Ray: [rllib] Best workflow to train, save, and test agent

Created on 24 Jun 2020 · 5Comments · Source: ray-project/ray

What is your question?

This is a great framework, but after reading the documentation and playing around for weeks, I'm still struggeling to get the simple workflow working: Train a PPO agent, save a checkpoint at the end, save stats, and use the trained agent for evaluation or visualization in the end.

It starts with my confusion about the two ways of training an RL agent.
Either

trainer = PPOTrainer(env="CartPole-v0", config={"train_batch_size": 4000})
while True:
    print(trainer.train())

Which makes saving my agent simple with trainer.save(path) and I can use the trained agent afterwards for testing with trainer.compute_action(observation). But: Afaik, I cannot change the log directory, which always defaults to ~/ray-results.

Or I use ray.tune.run():

from ray import tune
tune.run(PPOTrainer, config={"env": "CartPole-v0", "train_batch_size": 4000}, local_dir=my_path, checkpoint_at_end=True)

Which allows me to configure a custom local_dir to put my logs in and create a checkpoint at the end. But: Afaik, I don't have access to my trained agent. ray.tune.run() just returns an ExperimentAnalysis object but not my trained agent nor the exact path of the checkpoints (which includes some random hash) such that I could load the agent.
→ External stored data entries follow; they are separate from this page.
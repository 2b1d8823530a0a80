//! Configuration types, built from environment variables.

use std::path::PathBuf;
use std::time::Duration;

use crate::error::ConfigError;

/// Directory under `$HOME` that holds the default database.
const DEFAULT_DATA_DIR: &str = ".linkedin-mcp-scheduler";
const DEFAULT_DB_FILE: &str = "scheduled.db";

const DEFAULT_POLL_INTERVAL_SECS: u64 = 60;
const DEFAULT_PUBLISH_TIMEOUT_SECS: u64 = 30;

const DEFAULT_API_BASE: &str = "https://api.linkedin.com";
const DEFAULT_API_VERSION: &str = "202501";

/// Daemon configuration.
#[derive(Debug, Clone)]
pub struct SchedulerConfig {
    /// Path of the SQLite job table.
    pub db_path: PathBuf,
    /// Time between dispatch cycles.
    pub poll_interval: Duration,
    /// Upper bound on a single publish request.
    pub publish_timeout: Duration,
}

impl Default for SchedulerConfig {
    fn default() -> Self {
        Self {
            db_path: default_db_path(),
            poll_interval: Duration::from_secs(DEFAULT_POLL_INTERVAL_SECS),
            publish_timeout: Duration::from_secs(DEFAULT_PUBLISH_TIMEOUT_SECS),
        }
    }
}

impl SchedulerConfig {
    /// Build config from environment variables.
    ///
    /// - `DB_PATH` overrides the database location.
    /// - `POLL_INTERVAL_SECONDS` sets the dispatch interval (default 60).
    /// - `PUBLISH_TIMEOUT_SECONDS` bounds each publish call (default 30).
    pub fn from_env() -> Result<Self, ConfigError> {
        let db_path = std::env::var("DB_PATH")
            .ok()
            .filter(|s| !s.trim().is_empty())
            .map(PathBuf::from)
            .unwrap_or_else(default_db_path);

        let poll_interval = Duration::from_secs(parse_secs(
            "POLL_INTERVAL_SECONDS",
            DEFAULT_POLL_INTERVAL_SECS,
        )?);
        let publish_timeout = Duration::from_secs(parse_secs(
            "PUBLISH_TIMEOUT_SECONDS",
            DEFAULT_PUBLISH_TIMEOUT_SECS,
        )?);

        Ok(Self {
            db_path,
            poll_interval,
            publish_timeout,
        })
    }
}

/// Settings for the LinkedIn Posts API.
#[derive(Debug, Clone)]
pub struct PublisherConfig {
    pub api_base: String,
    pub api_version: String,
    pub timeout: Duration,
}

impl Default for PublisherConfig {
    fn default() -> Self {
        Self {
            api_base: DEFAULT_API_BASE.to_string(),
            api_version: DEFAULT_API_VERSION.to_string(),
            timeout: Duration::from_secs(DEFAULT_PUBLISH_TIMEOUT_SECS),
        }
    }
}

impl PublisherConfig {
    /// Build config from `LINKEDIN_API_BASE` and `LINKEDIN_API_VERSION`.
    pub fn from_env(timeout: Duration) -> Self {
        let api_base = std::env::var("LINKEDIN_API_BASE")
            .unwrap_or_else(|_| DEFAULT_API_BASE.to_string())
            .trim_end_matches('/')
            .to_string();
        let api_version = std::env::var("LINKEDIN_API_VERSION")
            .unwrap_or_else(|_| DEFAULT_API_VERSION.to_string());

        Self {
            api_base,
            api_version,
            timeout,
        }
    }
}

/// `$HOME/.linkedin-mcp-scheduler/scheduled.db`, or relative to the cwd when
/// `HOME` is unset.
pub fn default_db_path() -> PathBuf {
    let home = std::env::var("HOME").unwrap_or_else(|_| ".".to_string());
    PathBuf::from(home)
        .join(DEFAULT_DATA_DIR)
        .join(DEFAULT_DB_FILE)
}

fn parse_secs(key: &str, default: u64) -> Result<u64, ConfigError> {
    secs_from(key, std::env::var(key).ok().as_deref(), default)
}

fn secs_from(key: &str, raw: Option<&str>, default: u64) -> Result<u64, ConfigError> {
    let Some(raw) = raw else {
        return Ok(default);
    };
    let secs: u64 = raw.trim().parse().map_err(|e| ConfigError::InvalidValue {
        key: key.to_string(),
        message: format!("{raw:?} is not a whole number of seconds: {e}"),
    })?;
    if secs == 0 {
        return Err(ConfigError::InvalidValue {
            key: key.to_string(),
            message: "must be greater than zero".to_string(),
        });
    }
    Ok(secs)
}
The experiment_id in the results does not correspond to the hash that's used in the dir name, so I cannot reconstruct the dir name.

My only resort at the moment is to split training with ray.tune.run and then loading and testing the agent into two separate steps, where I have to find and copy & past the path of the last checkpoint manually in between. Very inconvenient.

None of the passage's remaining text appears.